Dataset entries
▼

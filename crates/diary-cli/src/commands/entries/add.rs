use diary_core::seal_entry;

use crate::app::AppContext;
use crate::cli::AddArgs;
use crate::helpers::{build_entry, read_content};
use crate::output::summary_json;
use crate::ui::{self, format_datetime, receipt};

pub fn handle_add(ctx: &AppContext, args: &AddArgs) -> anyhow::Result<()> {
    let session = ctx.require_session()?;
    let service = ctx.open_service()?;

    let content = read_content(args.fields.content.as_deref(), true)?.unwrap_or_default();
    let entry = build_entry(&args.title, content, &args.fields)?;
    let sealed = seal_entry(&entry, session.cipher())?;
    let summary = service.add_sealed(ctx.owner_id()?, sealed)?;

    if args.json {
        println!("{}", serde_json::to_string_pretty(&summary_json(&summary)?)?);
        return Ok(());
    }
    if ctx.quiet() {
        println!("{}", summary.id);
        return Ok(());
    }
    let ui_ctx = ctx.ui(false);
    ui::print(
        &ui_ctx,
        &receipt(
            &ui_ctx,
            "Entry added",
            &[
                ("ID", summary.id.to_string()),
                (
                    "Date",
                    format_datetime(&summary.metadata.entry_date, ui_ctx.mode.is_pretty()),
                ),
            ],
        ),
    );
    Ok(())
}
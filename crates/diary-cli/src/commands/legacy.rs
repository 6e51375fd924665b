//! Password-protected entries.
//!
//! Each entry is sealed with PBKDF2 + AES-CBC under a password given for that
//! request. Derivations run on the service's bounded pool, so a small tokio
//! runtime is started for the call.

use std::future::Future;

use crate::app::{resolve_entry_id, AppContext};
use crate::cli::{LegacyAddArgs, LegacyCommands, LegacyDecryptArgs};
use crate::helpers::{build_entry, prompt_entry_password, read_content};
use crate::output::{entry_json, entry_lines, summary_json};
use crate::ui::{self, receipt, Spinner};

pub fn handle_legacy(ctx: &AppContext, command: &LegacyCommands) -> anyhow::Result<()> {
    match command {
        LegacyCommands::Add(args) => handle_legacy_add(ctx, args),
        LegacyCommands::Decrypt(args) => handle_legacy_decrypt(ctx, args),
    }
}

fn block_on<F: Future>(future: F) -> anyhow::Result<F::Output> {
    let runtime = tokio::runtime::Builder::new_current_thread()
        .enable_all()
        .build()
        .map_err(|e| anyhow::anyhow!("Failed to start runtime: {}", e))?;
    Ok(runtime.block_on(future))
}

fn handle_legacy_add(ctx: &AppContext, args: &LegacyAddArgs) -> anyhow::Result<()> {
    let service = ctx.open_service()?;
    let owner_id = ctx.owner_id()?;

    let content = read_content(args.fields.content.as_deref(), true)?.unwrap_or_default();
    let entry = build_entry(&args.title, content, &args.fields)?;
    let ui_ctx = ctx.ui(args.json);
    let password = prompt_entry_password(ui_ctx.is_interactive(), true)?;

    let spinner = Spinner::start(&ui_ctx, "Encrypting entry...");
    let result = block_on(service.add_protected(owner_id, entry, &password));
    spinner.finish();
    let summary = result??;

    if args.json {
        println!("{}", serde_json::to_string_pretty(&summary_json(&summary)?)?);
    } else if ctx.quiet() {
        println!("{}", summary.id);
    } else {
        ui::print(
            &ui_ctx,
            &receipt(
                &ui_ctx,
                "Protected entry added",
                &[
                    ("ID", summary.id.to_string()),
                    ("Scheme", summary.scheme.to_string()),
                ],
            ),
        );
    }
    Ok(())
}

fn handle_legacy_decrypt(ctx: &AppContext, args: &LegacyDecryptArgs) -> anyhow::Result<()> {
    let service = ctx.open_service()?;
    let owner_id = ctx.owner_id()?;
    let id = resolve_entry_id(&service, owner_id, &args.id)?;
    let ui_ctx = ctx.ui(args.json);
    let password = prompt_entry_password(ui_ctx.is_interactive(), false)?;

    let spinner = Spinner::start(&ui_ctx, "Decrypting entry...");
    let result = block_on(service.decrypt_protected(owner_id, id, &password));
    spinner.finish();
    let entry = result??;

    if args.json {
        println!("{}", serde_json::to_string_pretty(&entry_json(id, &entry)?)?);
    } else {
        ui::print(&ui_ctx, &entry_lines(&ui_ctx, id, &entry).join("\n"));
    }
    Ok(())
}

▲

Work order:
Return all of the data exactly as it reads.

Answer area:
filename crates/diary-cli/src/commands/entries/add.rs
use diary_core::seal_entry;

use crate::app::AppContext;
use crate::cli::AddArgs;
use crate::helpers::{build_entry, read_content};
use crate::output::summary_json;
use crate::ui::{self, format_datetime, receipt};

pub fn handle_add(ctx: &AppContext, args: &AddArgs) -> anyhow::Result<()> {
    let session = ctx.require_session()?;
    let service = ctx.open_service()?;

    let content = read_content(args.fields.content.as_deref(), true)?.unwrap_or_default();
    let entry = build_entry(&args.title, content, &args.fields)?;
    let sealed = seal_entry(&entry, session.cipher())?;
    let summary = service.add_sealed(ctx.owner_id()?, sealed)?;

    if args.json {
        println!("{}", serde_json::to_string_pretty(&summary_json(&summary)?)?);
        return Ok(());
    }
    if ctx.quiet() {
        println!("{}", summary.id);
        return Ok(());
    }
    let ui_ctx = ctx.ui(false);
    ui::print(
        &ui_ctx,
        &receipt(
            &ui_ctx,
            "Entry added",
            &[
                ("ID", summary.id.to_string()),
                (
                    "Date",
                    format_datetime(&summary.metadata.entry_date, ui_ctx.mode.is_pretty()),
                ),
            ],
        ),
    );
    Ok(())
}
filename crates/diary-cli/src/commands/legacy.rs
repository 6e51375fd924665b
//! Password-protected entries.
//!
//! Each entry is sealed with PBKDF2 + AES-CBC under a password given for that
//! request. Derivations run on the service's bounded pool, so a small tokio
//! runtime is started for the call.

use std::future::Future;

use crate::app::{resolve_entry_id, AppContext};
use crate::cli::{LegacyAddArgs, LegacyCommands, LegacyDecryptArgs};
use crate::helpers::{build_entry, prompt_entry_password, read_content};
use crate::output::{entry_json, entry_lines, summary_json};
use crate::ui::{self, receipt, Spinner};

pub fn handle_legacy(ctx: &AppContext, command: &LegacyCommands) -> anyhow::Result<()> {
    match command {
        LegacyCommands::Add(args) => handle_legacy_add(ctx, args),
        LegacyCommands::Decrypt(args) => handle_legacy_decrypt(ctx, args),
    }
}

fn block_on<F: Future>(future: F) -> anyhow::Result<F::Output> {
    let runtime = tokio::runtime::Builder::new_current_thread()
        .enable_all()
        .build()
        .map_err(|e| anyhow::anyhow!("Failed to start runtime: {}", e))?;
    Ok(runtime.block_on(future))
}

fn handle_legacy_add(ctx: &AppContext, args: &LegacyAddArgs) -> anyhow::Result<()> {
    let service = ctx.open_service()?;
    let owner_id = ctx.owner_id()?;

    let content = read_content(args.fields.content.as_deref(), true)?.unwrap_or_default();
    let entry = build_entry(&args.title, content, &args.fields)?;
    let ui_ctx = ctx.ui(args.json);
    let password = prompt_entry_password(ui_ctx.is_interactive(), true)?;

    let spinner = Spinner::start(&ui_ctx, "Encrypting entry...");
    let result = block_on(service.add_protected(owner_id, entry, &password));
    spinner.finish();
    let summary = result??;

    if args.json {
        println!("{}", serde_json::to_string_pretty(&summary_json(&summary)?)?);
    } else if ctx.quiet() {
        println!("{}", summary.id);
    } else {
        ui::print(
            &ui_ctx,
            &receipt(
                &ui_ctx,
                "Protected entry added",
                &[
                    ("ID", summary.id.to_string()),
                    ("Scheme", summary.scheme.to_string()),
                ],
            ),
        );
    }
    Ok(())
}

fn handle_legacy_decrypt(ctx: &AppContext, args: &LegacyDecryptArgs) -> anyhow::Result<()> {
    let service = ctx.open_service()?;
    let owner_id = ctx.owner_id()?;
    let id = resolve_entry_id(&service, owner_id, &args.id)?;
    let ui_ctx = ctx.ui(args.json);
    let password = prompt_entry_password(ui_ctx.is_interactive(), false)?;

    let spinner = Spinner::start(&ui_ctx, "Decrypting entry...");
    let result = block_on(service.decrypt_protected(owner_id, id, &password));
    spinner.finish();
    let entry = result??;

    if args.json {
        println!("{}", serde_json::to_string_pretty(&entry_json(id, &entry)?)?);
    } else {
        ui::print(&ui_ctx, &entry_lines(&ui_ctx, id, &entry).join("\n"));
    }
    Ok(())
}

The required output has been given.